Ministerial students also had to give a public lecture based on their topic. I talked about women’s lives in the 1880’s and how difficult it was just to get dinner on the table and the weekly washing done. Housework was a full time job for most women.
The women who worked outside the home were always poor and usually not considered respectable; they were slaves, prostitutes, or servants. There were a few school teachers and some small business owners who had been lucky enough to inherit from fathers and husbands.
New Thought teachers were an anomaly. These pioneers, were respectable, educated women who included some well-known figures such as Emma Curtis Hopkins, and many others whose names we no longer remember. They usually chose to live independent and quite solitary lives as practitioners and teachers of New Thought.
Those early teachers were often widowed or divorced and they struck out on their own, riding trains from town to town and staying in boarding houses while they taught in one town and then another. Some of them, like Hopkins, started schools that were fairly big establishments but most were doing small works in small towns, spreading the word, one small group at a time.

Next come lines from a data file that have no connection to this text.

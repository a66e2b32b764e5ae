use std::collections::HashSet;

use getset::Getters;
use serde::{Deserialize, Serialize};
use tracing::debug;

use crate::{
    error::{Error, Result},
    statistics::{mean::MeanExt, median::MedianExt, mode::ModeExt},
    table::{Column, ColumnKind, Table, Value},
};

use super::{check_schema, Estimate, Transform};

/// Text cell written where the original text was present.
pub const DEFINED: &str = "defined";
/// Text cell written where the original text was missing.
pub const UNDEFINED: &str = "undefined";

#[derive(Debug, Clone, Copy, PartialEq, Eq, Serialize, Deserialize)]
#[serde(rename_all = "snake_case")]
pub enum FillStrategy {
    /// Most frequent value; ties go to the smallest value.
    #[serde(alias = "most_frequent")]
    Mode,
    Median,
    Mean,
}

/// Disjoint column groups, each imputed its own way.
#[derive(Debug, Clone, Default, PartialEq, Eq, Serialize, Deserialize)]
pub struct ColumnGroups {
    #[serde(default)]
    pub categorical_columns: Vec<String>,
    #[serde(default)]
    pub numerical_columns: Vec<String>,
    #[serde(default)]
    pub text_columns: Vec<String>,
}
impl ColumnGroups {
    pub fn iter(&self) -> impl Iterator<Item = &String> + '_ {
        self.categorical_columns
            .iter()
            .chain(&self.numerical_columns)
            .chain(&self.text_columns)
    }

    /// Keeps only the columns `keep` accepts.
    #[must_use]
    pub fn retain(&self, keep: impl Fn(&str) -> bool) -> Self {
        let filter = |columns: &[String]| {
            columns
                .iter()
                .filter(|x| keep(x.as_str()))
                .cloned()
                .collect::<Vec<_>>()
        };
        Self {
            categorical_columns: filter(&self.categorical_columns),
            numerical_columns: filter(&self.numerical_columns),
            text_columns: filter(&self.text_columns),
        }
    }

    fn verify_disjoint(&self) -> Result<()> {
        let mut seen = HashSet::new();
        for name in self.iter() {
            if !seen.insert(name) {
                return Err(Error::InvalidParameter(format!(
                    "column `{name}` is assigned to more than one group"
                )));
            }
        }
        Ok(())
    }
}

/// Fills missing categorical and numerical cells with values learned at fit
/// time and replaces text columns with a presence label.
#[derive(Debug, Clone)]
pub struct ImputingEstimator {
    groups: ColumnGroups,
    categorical_strategy: FillStrategy,
    numerical_strategy: FillStrategy,
}
impl ImputingEstimator {
    /// # Error
    ///
    /// Return [`Error::InvalidParameter`] if the groups overlap or the
    /// categorical strategy is not [`FillStrategy::Mode`]
    pub fn new(
        groups: ColumnGroups,
        categorical_strategy: FillStrategy,
        numerical_strategy: FillStrategy,
    ) -> Result<Self> {
        groups.verify_disjoint()?;
        if categorical_strategy != FillStrategy::Mode {
            return Err(Error::InvalidParameter(format!(
                "categorical columns only support the mode strategy, got {categorical_strategy:?}"
            )));
        }
        Ok(Self {
            groups,
            categorical_strategy,
            numerical_strategy,
        })
    }

    pub fn groups(&self) -> &ColumnGroups {
        &self.groups
    }
}
impl Estimate for ImputingEstimator {
    type Output = Imputer;

    fn fit(&self, examples: &Table) -> Result<Self::Output> {
        let fit_group = |columns: &[String], strategy: FillStrategy| {
            columns
                .iter()
                .map(|name| -> Result<(String, Value)> {
                    let column = examples.try_column(name)?;
                    let fill = fill_value(column, strategy, name)?;
                    Ok((name.clone(), fill))
                })
                .collect::<Result<Vec<_>>>()
        };
        let categorical_fill = fit_group(&self.groups.categorical_columns, self.categorical_strategy)?;
        let numerical_fill = fit_group(&self.groups.numerical_columns, self.numerical_strategy)?;
        for name in &self.groups.text_columns {
            examples.try_column(name)?;
        }
        debug!(?categorical_fill, ?numerical_fill, "fitted imputer");
        Ok(Imputer {
            column_names: examples.column_names().to_vec(),
            categorical_fill,
            numerical_fill,
            text_columns: self.groups.text_columns.clone(),
        })
    }
}

fn fill_value(column: &Column, strategy: FillStrategy, name: &str) -> Result<Value> {
    let empty = || Error::EmptyColumn(name.to_string());
    match strategy {
        FillStrategy::Mode => {
            let mode = match column {
                Column::Int(x) => x.iter().flatten().copied().mode_by(|a, b| a.cmp(b)).map(Value::Int),
                Column::Float(x) => x
                    .iter()
                    .flatten()
                    .filter(|x| !x.is_nan())
                    .map(|x| (x + 0.0).to_bits())
                    .mode_by(|a, b| f64::from_bits(*a).total_cmp(&f64::from_bits(*b)))
                    .map(|x| Value::Float(f64::from_bits(x))),
                Column::Text(x) => x
                    .iter()
                    .flatten()
                    .map(String::as_str)
                    .mode_by(|a, b| a.cmp(b))
                    .map(Value::from),
            };
            mode.ok_or_else(empty)
        }
        FillStrategy::Median => column
            .numbers(name)?
            .flatten()
            .median()
            .map(Value::Float)
            .map_err(|_| empty()),
        FillStrategy::Mean => column
            .numbers(name)?
            .flatten()
            .mean()
            .map(Value::Float)
            .map_err(|_| empty()),
    }
}

#[derive(Debug, Clone, PartialEq, Serialize, Deserialize, Getters)]
pub struct Imputer {
    #[getset(get = "pub")]
    column_names: Vec<String>,
    #[getset(get = "pub")]
    categorical_fill: Vec<(String, Value)>,
    #[getset(get = "pub")]
    numerical_fill: Vec<(String, Value)>,
    #[getset(get = "pub")]
    text_columns: Vec<String>,
}
impl Imputer {
    /// # Option
    ///
    /// Return [`None`] if `column` is neither categorical nor numerical
    pub fn fill_value(&self, column: &str) -> Option<&Value> {
        self.categorical_fill
            .iter()
            .chain(&self.numerical_fill)
            .find(|(name, _)| name == column)
            .map(|(_, fill)| fill)
    }
}
impl Transform for Imputer {
    fn transform(&self, table: &Table) -> Result<Table> {
        check_schema(&self.column_names, table)?;
        let mut imputed = table.clone();
        for (name, fill) in self.categorical_fill.iter().chain(&self.numerical_fill) {
            let column = table.try_column(name)?;
            let kind = match (column.kind(), fill) {
                (ColumnKind::Int, Value::Float(_)) => ColumnKind::Float,
                (kind, _) => kind,
            };
            let cells = column.cells().map(|x| x.or_else(|| Some(fill.clone())));
            imputed = imputed.with_column(name.as_str(), Column::from_cells(kind, cells, name)?)?;
        }
        for name in &self.text_columns {
            let column = table.try_column(name)?;
            let labels = column
                .cells()
                .map(|x| Some((if x.is_some() { DEFINED } else { UNDEFINED }).to_string()))
                .collect();
            imputed = imputed.with_column(name.as_str(), Column::Text(labels))?;
        }
        Ok(imputed)
    }

    fn feature_names_out(&self) -> &[String] {
        &self.column_names
    }
}

#[cfg(test)]
mod tests {
    use approx::assert_abs_diff_eq;

    use crate::transformer::TableExt;

    use super::*;

    fn groups(categorical: &[&str], numerical: &[&str], text: &[&str]) -> ColumnGroups {
        let owned = |x: &[&str]| x.iter().map(|x| x.to_string()).collect();
        ColumnGroups {
            categorical_columns: owned(categorical),
            numerical_columns: owned(numerical),
            text_columns: owned(text),
        }
    }

    #[test]
    fn test_categorical_mode() {
        let estimator =
            ImputingEstimator::new(groups(&["c"], &[], &[]), FillStrategy::Mode, FillStrategy::Mode)
                .unwrap();
        let examples = Table::new([(
            "c",
            Column::from(vec![Some("x"), Some("x"), Some("y"), None]),
        )])
        .unwrap();
        let imputer = examples.fit(&estimator).unwrap();
        assert_eq!(imputer.fill_value("c"), Some(&Value::from("x")));

        let table = Table::new([("c", Column::from(vec![Some("y"), None]))]).unwrap();
        let imputed = table.transform_by(&imputer).unwrap();
        assert_eq!(
            imputed.column("c").unwrap(),
            &Column::from(vec![Some("y"), Some("x")])
        );
    }

    #[test]
    fn test_numerical_median_promotes_int() {
        let estimator = ImputingEstimator::new(
            groups(&[], &["n"], &[]),
            FillStrategy::Mode,
            FillStrategy::Median,
        )
        .unwrap();
        let examples =
            Table::new([("n", Column::from(vec![Some(1_i64), Some(2), None, Some(10), Some(3)]))])
                .unwrap();
        let (imputer, imputed) = examples.fit_transform(&estimator).unwrap();
        assert_eq!(imputer.fill_value("n"), Some(&Value::Float(2.5)));
        assert_eq!(
            imputed.column("n").unwrap(),
            &Column::Float(vec![Some(1.0), Some(2.0), Some(2.5), Some(10.0), Some(3.0)])
        );
    }

    #[test]
    fn test_numerical_mode_and_mean() {
        let examples = Table::new([
            ("m", Column::from(vec![Some(2_i64), Some(2), Some(5), None])),
            ("f", Column::from(vec![Some(1.0_f64), None, Some(2.0), Some(6.0)])),
        ])
        .unwrap();
        let estimator = ImputingEstimator::new(
            groups(&[], &["m"], &[]),
            FillStrategy::Mode,
            FillStrategy::Mode,
        )
        .unwrap();
        let imputer = examples.fit(&estimator).unwrap();
        assert_eq!(imputer.fill_value("m"), Some(&Value::Int(2)));
        let imputed = examples.transform_by(&imputer).unwrap();
        assert_eq!(imputed.column("m").unwrap(), &Column::from(vec![2_i64, 2, 5, 2]));

        let estimator = ImputingEstimator::new(
            groups(&[], &["f"], &[]),
            FillStrategy::Mode,
            FillStrategy::Mean,
        )
        .unwrap();
        let imputer = examples.fit(&estimator).unwrap();
        let Some(Value::Float(mean)) = imputer.fill_value("f") else {
            panic!("mean must be a float");
        };
        assert_abs_diff_eq!(*mean, 3.0, epsilon = 1e-12);
    }

    #[test]
    fn test_text_presence() {
        let estimator =
            ImputingEstimator::new(groups(&[], &[], &["t"]), FillStrategy::Mode, FillStrategy::Mode)
                .unwrap();
        let examples = Table::new([
            ("t", Column::from(vec![Some("hello"), None])),
            ("other", Column::from(vec![Some(1_i64), None])),
        ])
        .unwrap();
        let (_, imputed) = examples.fit_transform(&estimator).unwrap();
        assert_eq!(
            imputed.column("t").unwrap(),
            &Column::from(vec![DEFINED, UNDEFINED])
        );
        // Outside every group
        assert_eq!(imputed.column("other").unwrap(), examples.column("other").unwrap());
    }

    #[test]
    fn test_transform_is_deterministic() {
        let estimator = ImputingEstimator::new(
            groups(&["c"], &["n"], &["t"]),
            FillStrategy::Mode,
            FillStrategy::Median,
        )
        .unwrap();
        let examples = Table::new([
            ("c", Column::from(vec![Some("a"), None, Some("b")])),
            ("n", Column::from(vec![None, Some(1.0_f64), Some(3.0)])),
            ("t", Column::from(vec![None, Some("x"), None])),
        ])
        .unwrap();
        let imputer = examples.fit(&estimator).unwrap();
        let first = examples.transform_by(&imputer).unwrap();
        let second = examples.transform_by(&imputer).unwrap();
        assert_eq!(first, second);
        assert_eq!(first.column("c").unwrap().missing_count(), 0);
        assert_eq!(first.column("n").unwrap().missing_count(), 0);
    }

    #[test]
    fn test_invalid_configuration() {
        let err = ImputingEstimator::new(
            groups(&["c"], &[], &[]),
            FillStrategy::Median,
            FillStrategy::Median,
        )
        .unwrap_err();
        assert!(matches!(err, Error::InvalidParameter(_)));

        let err = ImputingEstimator::new(
            groups(&["c"], &["c"], &[]),
            FillStrategy::Mode,
            FillStrategy::Median,
        )
        .unwrap_err();
        assert!(matches!(err, Error::InvalidParameter(_)));
    }

    #[test]
    fn test_fit_errors() {
        let examples = Table::new([
            ("c", Column::Text(vec![None, None])),
            ("t", Column::from(vec!["a", "b"])),
        ])
        .unwrap();
        let estimator =
            ImputingEstimator::new(groups(&["c"], &[], &[]), FillStrategy::Mode, FillStrategy::Mode)
                .unwrap();
        assert_eq!(
            examples.fit(&estimator).unwrap_err(),
            Error::EmptyColumn("c".to_string())
        );

        let estimator =
            ImputingEstimator::new(groups(&["z"], &[], &[]), FillStrategy::Mode, FillStrategy::Mode)
                .unwrap();
        assert_eq!(
            examples.fit(&estimator).unwrap_err(),
            Error::MissingColumn("z".to_string())
        );

        let estimator = ImputingEstimator::new(
            groups(&[], &["t"], &[]),
            FillStrategy::Mode,
            FillStrategy::Median,
        )
        .unwrap();
        assert_eq!(
            examples.fit(&estimator).unwrap_err(),
            Error::NonNumericColumn("t".to_string())
        );
    }
}
use thiserror::Error;

use crate::table::{ColumnKind, Value};

pub type Result<T> = std::result::Result<T, Error>;

#[derive(Debug, Error, Clone, PartialEq)]
pub enum Error {
    #[error("Columns don't have same order/elements; valid order: {expected:?}, got: {actual:?}")]
    SchemaMismatch {
        expected: Vec<String>,
        actual: Vec<String>,
    },
    #[error("Column `{0}` not found")]
    MissingColumn(String),
    #[error("Column `{0}` appears more than once")]
    DuplicateColumn(String),
    #[error("Column `{column}` has {actual} rows, expected {expected}")]
    LengthMismatch {
        column: String,
        expected: usize,
        actual: usize,
    },
    #[error("Unknown category `{category}` in column `{column}`")]
    UnknownCategory { column: String, category: String },
    #[error("Column `{0}` is not numeric")]
    NonNumericColumn(String),
    #[error("Value `{value}` does not fit column `{column}` of kind {kind:?}")]
    IncompatibleValue {
        column: String,
        value: Value,
        kind: ColumnKind,
    },
    #[error("Column `{0}` has no value to fit on")]
    EmptyColumn(String),
    #[error("Invalid parameter: {0}")]
    InvalidParameter(String),
}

The New Thought teaching was something that was open to them as a way to earn a living and they took advantage of that fact. It was a healing teaching and that probably seemed natural to some. Women were accustomed to healing and teaching work. Perhaps it felt as though they were simply expanding their boundaries as time and women marched onward.
Many of the travelling practitioners and teachers were widowed or divorced women. Additionally, women were accustomed to healing and teaching work and they simply expanded their techniques and boundaries as time and women marched forward.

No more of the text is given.